Bolsonaro ha hecho ya mucho por modificar la política brasilera: ha corrido el sentido común muchos grados a la derecha, ha trabajado por una apertura económica, ha articulado una base social para esa postura y ha condicionado inclusive a sus adversarios a ubicarse más al centro del espectro. Si las encuestas le daban menos votos que los que sacó es, probablemente, porque no tuvieron suficientemente en cuenta el rechazo que todavía inspiran Lula y el PT. Ese voto “anti”, que pensaba, al ser encuestado, canalizarse por otra fuerza no izquierdista, al llegar al cuarto oscuro se polarizó y votó por Bolsonaro para evitar que Lula ganara en primera vuelta. Este logro de Bolsonaro quizás deba contabilizarse como una dificultad para el ballotage: esa fuente de votos ya la utilizó. La fuente que queda para explotar son los 5,5 millones de votos en blanco o abstenciones. Si consigue movilizar ese caudal, puede sumar los casi 7 puntos electorales que necesita para ser reelecto.
Lula, por su parte, ha conducido a su fuerza política hacia el centro con naturalidad. Ya había mostrado esa prudencia en la transición que le permitió suceder a Fernando Henrique Cardoso asumiendo buena parte de las políticas de éste y ahora está pulsando la misma cuerda, como lo muestra la elección de su compañero de fórmula, Geraldo Alckmin, antiguo adversario y miembro del partido que fundó y orienta Cardoso. No haber triunfado en la primera vuelta lo empuja más al centro todavía.
A contramano de lo que imaginan cierto sector K y una parte del antikirchnerismo más cerril, un triunfo de Lula no debería contabilizarse como una victoria de “la izquierda”, sino más bien como la oportunidad de que las reformas liberales que la derecha de Bolsonaro quiso imponer sin anestesia sean desarrolladas por el realismo de un liderazgo popularmente acreditado.

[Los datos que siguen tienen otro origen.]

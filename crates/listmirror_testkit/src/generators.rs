//! Property-based test generators using proptest.
//!
//! Provides strategies for subjects and membership sets.

use listmirror_engine::MembershipSet;
use listmirror_protocol::Subject;
use proptest::prelude::*;

/// Strategy for generating `did:plc` subjects.
pub fn subject_strategy() -> impl Strategy<Value = Subject> {
    prop::string::string_regex("did:plc:[a-z2-7]{24}")
        .expect("Invalid regex")
        .prop_map(Subject::new)
}

/// Strategy for generating subjects from a small pool, so that
/// independently generated sets overlap.
pub fn pooled_subject_strategy(pool: usize) -> impl Strategy<Value = Subject> {
    (0..pool.max(1)).prop_map(|i| Subject::new(format!("did:plc:pool{i:06}")))
}

/// Strategy for generating membership sets with up to `max` members.
pub fn membership_strategy(
    subjects: impl Strategy<Value = Subject>,
    max: usize,
) -> impl Strategy<Value = MembershipSet> {
    prop::collection::vec(subjects, 0..=max).prop_map(|members| members.into_iter().collect())
}

/// Strategy for generating a `(source, mirror)` pair drawn from a shared
/// pool of `pool` subjects.
pub fn membership_pair_strategy(
    pool: usize,
    max: usize,
) -> impl Strategy<Value = (MembershipSet, MembershipSet)> {
    (
        membership_strategy(pooled_subject_strategy(pool), max),
        membership_strategy(pooled_subject_strategy(pool), max),
    )
}

/// Configuration for property tests.
#[derive(Debug, Clone)]
pub struct PropTestConfig {
    /// Number of test cases to run.
    pub cases: u32,
    /// Maximum shrink iterations.
    pub max_shrink_iters: u32,
}

impl Default for PropTestConfig {
    fn default() -> Self {
        Self {
            cases: 256,
            max_shrink_iters: 1000,
        }
    }
}

impl PropTestConfig {
    /// Creates a configuration for quick tests.
    #[must_use]
    pub fn quick() -> Self {
        Self {
            cases: 32,
            max_shrink_iters: 100,
        }
    }

    /// Converts to proptest config.
    #[must_use]
    pub fn to_proptest_config(&self) -> ProptestConfig {
        ProptestConfig {
            cases: self.cases,
            max_shrink_iters: self.max_shrink_iters,
            ..ProptestConfig::default()
        }
    }
}
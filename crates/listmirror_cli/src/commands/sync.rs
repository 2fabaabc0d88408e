//! Sync command implementation.

use clap::Args;
use listmirror_engine::{
    DuplicateMirrorPolicy, MirrorConfig, MirrorEngine, MirrorError, MirrorResult,
    ReconciliationSummary, ThrottlePolicy, XrpcClient, DEFAULT_MIRROR_DESCRIPTION,
};
use listmirror_protocol::ListHandle;
use std::fmt::Write;
use std::time::Duration;
use tracing::warn;

const DEFAULT_SERVICE: &str = "https://bsky.social";
const DEFAULT_SOURCE_LIST: &str =
    "at://did:plc:k3lft27u2pjqp2ptidkne7xr/app.bsky.graph.list/3lngcmewutk2z";
const DEFAULT_MIRROR_NAME: &str = "Verified Accounts (modlist)";

/// Connection and tuning options shared by `sync` and `diff`.
#[derive(Debug, Clone, Args)]
pub struct SyncArgs {
    /// Service URL
    #[arg(long, env = "LISTMIRROR_SERVICE", default_value = DEFAULT_SERVICE)]
    pub service: String,

    /// Account handle, email or DID
    #[arg(long, env = "BSKY_USERNAME")]
    pub identifier: String,

    /// Account or app password
    #[arg(long, env = "BSKY_PASSWORD", hide_env_values = true)]
    pub password: String,

    /// AT-URI of the list to mirror
    #[arg(long, env = "LISTMIRROR_SOURCE_LIST", default_value = DEFAULT_SOURCE_LIST)]
    pub source_list: String,

    /// Name of the moderation list to keep in sync
    #[arg(long, env = "LISTMIRROR_MIRROR_NAME", default_value = DEFAULT_MIRROR_NAME)]
    pub mirror_name: String,

    /// Description used if the moderation list has to be created
    #[arg(
        long,
        env = "LISTMIRROR_MIRROR_DESCRIPTION",
        default_value = DEFAULT_MIRROR_DESCRIPTION
    )]
    pub mirror_description: String,

    /// Items per page on paginated reads (1-100)
    #[arg(long, env = "LISTMIRROR_PAGE_SIZE", default_value_t = 100)]
    pub page_size: u32,

    /// Changes applied concurrently per batch
    #[arg(long, env = "LISTMIRROR_BATCH_SIZE", default_value_t = 10)]
    pub batch_size: usize,

    /// Pause between batches in milliseconds
    #[arg(long, env = "LISTMIRROR_BATCH_PAUSE_MS", default_value_t = 1000)]
    pub batch_pause_ms: u64,

    /// Consecutive rate-limited responses before the run stops
    #[arg(long, env = "LISTMIRROR_THROTTLE_MAX", default_value_t = 3)]
    pub throttle_max: u32,

    /// Wait before retrying a rate-limited call, in seconds
    #[arg(long, env = "LISTMIRROR_THROTTLE_BACKOFF_SECS", default_value_t = 60)]
    pub throttle_backoff_secs: u64,

    /// HTTP request timeout in seconds
    #[arg(long, env = "LISTMIRROR_TIMEOUT_SECS", default_value_t = 30)]
    pub timeout_secs: u64,

    /// Fail instead of picking the first match when several lists share the mirror name
    #[arg(long)]
    pub fail_on_duplicate_mirror: bool,
}

impl SyncArgs {
    /// Builds the engine configuration.
    pub fn mirror_config(
        &self,
        dry_run: bool,
    ) -> Result<MirrorConfig, Box<dyn std::error::Error>> {
        let source = ListHandle::parse(&self.source_list)?;
        let duplicate_policy = if self.fail_on_duplicate_mirror {
            DuplicateMirrorPolicy::Fail
        } else {
            DuplicateMirrorPolicy::FirstMatch
        };

        let config = MirrorConfig::new(source, self.mirror_name.as_str())
            .with_mirror_description(self.mirror_description.as_str())
            .with_page_size(self.page_size)
            .with_batch_size(self.batch_size)
            .with_batch_pause(Duration::from_millis(self.batch_pause_ms))
            .with_throttle(ThrottlePolicy::new(
                self.throttle_max,
                Duration::from_secs(self.throttle_backoff_secs),
            ))
            .with_duplicate_policy(duplicate_policy)
            .with_dry_run(dry_run);
        config.validate()?;
        Ok(config)
    }
}

/// Runs the sync command.
pub async fn run(
    args: &SyncArgs,
    dry_run: bool,
    format: &str,
) -> Result<(), Box<dyn std::error::Error>> {
    let config = args.mirror_config(dry_run)?;

    let timeout = Duration::from_secs(args.timeout_secs);
    let mut client = XrpcClient::new(args.service.as_str(), timeout)?;
    let account = client
        .login(&args.identifier, &args.password)
        .await
        .map_err(|e| MirrorError::Session(e.to_string()))?;

    let engine = MirrorEngine::new(config, client, account);
    finish(engine.run().await, format)
}

/// Reports the outcome of a run.
///
/// A run stopped by rate limiting prints its partial summary and counts as
/// success. Every other error is returned for the caller to turn into a
/// failing exit status.
pub fn finish(
    result: MirrorResult<ReconciliationSummary>,
    format: &str,
) -> Result<(), Box<dyn std::error::Error>> {
    match result {
        Ok(summary) => print_summary(&summary, format),
        Err(err) if err.is_benign() => {
            warn!(error = %err, "Run ended early, the next run will continue");
            if let Some(summary) = err.partial_summary() {
                print_summary(summary, format)?;
            }
            Ok(())
        }
        Err(err) => Err(err.into()),
    }
}

fn print_summary(
    summary: &ReconciliationSummary,
    format: &str,
) -> Result<(), Box<dyn std::error::Error>> {
    match format {
        "json" => {
            println!("{}", serde_json::to_string_pretty(summary)?);
        }
        _ => {
            print!("{}", render_text(summary)?);
        }
    }
    Ok(())
}

fn status(summary: &ReconciliationSummary) -> &'static str {
    if summary.aborted {
        "stopped early (rate limited)"
    } else if summary.dry_run {
        "dry run, no changes applied"
    } else if summary.failed.is_empty() {
        "completed"
    } else {
        "completed with failures"
    }
}

/// Renders the human-readable summary.
pub fn render_text(summary: &ReconciliationSummary) -> Result<String, std::fmt::Error> {
    let mut out = String::new();
    write_text(&mut out, summary)?;
    Ok(out)
}

fn write_text(out: &mut String, summary: &ReconciliationSummary) -> std::fmt::Result {
    writeln!(out, "List Mirror Reconciliation")?;
    writeln!(out, "==========================")?;
    writeln!(out)?;
    writeln!(out, "Status: {}", status(summary))?;
    if let Some(mirror) = &summary.mirror {
        let created = if summary.mirror_created { " (created)" } else { "" };
        writeln!(out, "Mirror: {mirror}{created}")?;
    }
    writeln!(out)?;
    writeln!(out, "Membership:")?;
    writeln!(out, "  Source members:  {}", summary.source_count)?;
    writeln!(out, "  Mirror members:  {}", summary.mirror_count)?;
    writeln!(out, "  To add:          {}", summary.planned_additions)?;
    writeln!(out, "  To remove:       {}", summary.planned_removals)?;

    if !summary.dry_run {
        writeln!(out)?;
        writeln!(out, "Changes:")?;
        writeln!(out, "  Added:           {}", summary.added)?;
        writeln!(out, "  Removed:         {}", summary.removed)?;
        writeln!(out, "  Already present: {}", summary.already_present)?;
        writeln!(out, "  Already absent:  {}", summary.already_absent)?;
        writeln!(out, "  Failed:          {}", summary.failed.len())?;
        writeln!(out, "  Skipped:         {}", summary.skipped)?;
    }

    if !summary.failed.is_empty() {
        writeln!(out)?;
        writeln!(out, "Failures:")?;
        for failure in &summary.failed {
            writeln!(out, "  {failure}")?;
        }
    }

    writeln!(out)?;
    writeln!(out, "Rate limited responses: {}", summary.throttle_hits)?;
    writeln!(out, "Duration: {} ms", summary.duration_ms)?;
    Ok(())
}

#[cfg(test)]
mod tests {
    use super::*;
    use listmirror_engine::{Intent, PerItemError, ServiceError};
    use listmirror_protocol::Subject;

    fn args() -> SyncArgs {
        SyncArgs {
            service: DEFAULT_SERVICE.to_string(),
            identifier: "me.bsky.social".to_string(),
            password: "app-password".to_string(),
            source_list: DEFAULT_SOURCE_LIST.to_string(),
            mirror_name: DEFAULT_MIRROR_NAME.to_string(),
            mirror_description: DEFAULT_MIRROR_DESCRIPTION.to_string(),
            page_size: 100,
            batch_size: 10,
            batch_pause_ms: 1000,
            throttle_max: 3,
            throttle_backoff_secs: 60,
            timeout_secs: 30,
            fail_on_duplicate_mirror: false,
        }
    }

    #[test]
    fn builds_config_from_args() {
        let config = SyncArgs {
            batch_size: 25,
            fail_on_duplicate_mirror: true,
            ..args()
        }
        .mirror_config(true)
        .unwrap();

        assert_eq!(config.source_list.to_string(), DEFAULT_SOURCE_LIST);
        assert_eq!(config.mirror_name, DEFAULT_MIRROR_NAME);
        assert_eq!(config.batch_size, 25);
        assert_eq!(config.batch_pause, Duration::from_secs(1));
        assert_eq!(config.throttle.backoff, Duration::from_secs(60));
        assert_eq!(config.duplicate_policy, DuplicateMirrorPolicy::Fail);
        assert!(config.dry_run);
    }

    #[test]
    fn rejects_bad_source_and_page_size() {
        let bad_source = SyncArgs {
            source_list: "https://bsky.app/profile/x/lists/y".to_string(),
            ..args()
        };
        assert!(bad_source.mirror_config(false).is_err());

        let bad_page = SyncArgs {
            page_size: 500,
            ..args()
        };
        assert!(bad_page.mirror_config(false).is_err());
    }

    #[test]
    fn text_summary_lists_counts_and_failures() {
        let summary = ReconciliationSummary {
            mirror: Some(
                ListHandle::parse("at://did:plc:me/app.bsky.graph.list/3lmod").unwrap(),
            ),
            planned_additions: 3,
            added: 2,
            removed: 1,
            failed: vec![PerItemError {
                subject: Subject::new("did:plc:gone"),
                action: Intent::Add,
                source: ServiceError::other("InvalidRequest: unknown subject"),
            }],
            ..Default::default()
        };

        let text = render_text(&summary).unwrap();
        assert!(text.contains("Status: completed with failures"));
        assert!(text.contains("Mirror: at://did:plc:me/app.bsky.graph.list/3lmod"));
        assert!(text.contains("Added:           2"));
        assert!(text.contains("add did:plc:gone failed"));
    }

    #[test]
    fn dry_run_summary_omits_changes() {
        let summary = ReconciliationSummary {
            dry_run: true,
            planned_additions: 4,
            ..Default::default()
        };
        let text = render_text(&summary).unwrap();
        assert!(text.contains("dry run"));
        assert!(text.contains("To add:          4"));
        assert!(!text.contains("Changes:"));
    }

    #[test]
    fn throttle_abort_finishes_successfully() {
        let aborted = MirrorError::ThrottleExhausted {
            operation: "createRecord".to_string(),
            attempts: 3,
            summary: Box::new(ReconciliationSummary {
                aborted: true,
                added: 4,
                skipped: 6,
                ..Default::default()
            }),
        };
        assert!(finish(Err(aborted), "json").is_ok());
        assert!(finish(Err(MirrorError::throttle_exhausted("getList", 3)), "text").is_ok());
    }

    #[test]
    fn fatal_errors_are_returned() {
        let source = ListHandle::parse(DEFAULT_SOURCE_LIST).unwrap();
        let retrieval = MirrorError::Retrieval {
            list: source,
            source: ServiceError::other("HTTP 502"),
        };
        let err = finish(Err(retrieval), "text").unwrap_err();
        assert!(err.to_string().starts_with("failed to read list"));

        assert!(finish(Err(MirrorError::Session("bad password".into())), "text").is_err());
        assert!(finish(Err(MirrorError::Config("page size".into())), "json").is_err());
    }

    #[test]
    fn completed_run_finishes_successfully() {
        assert!(finish(Ok(ReconciliationSummary::default()), "text").is_ok());
    }
}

Ahora queda menos de un mes hasta la decisión del ballotage. Bolsonaro llega a este tramo con palancas de poder en sus manos y con el entusiasmo de su fuerza por haber hecho una elección que desmintió los vaticinios más amargos. Lula, por su parte, tiene que seguir corriéndose al centro, como venía haciendo. Como suele ocurrir con los líderes sociales que se guían por la realidad y saben que hay que hacer lo que se necesita, y hay que cambiar cuando es preciso, no será cuestionado sólo desde la derecha sino también desde su ala izquierda.
Gane quien gane, para la Argentina, Brasil es un aliado marcado por el destino.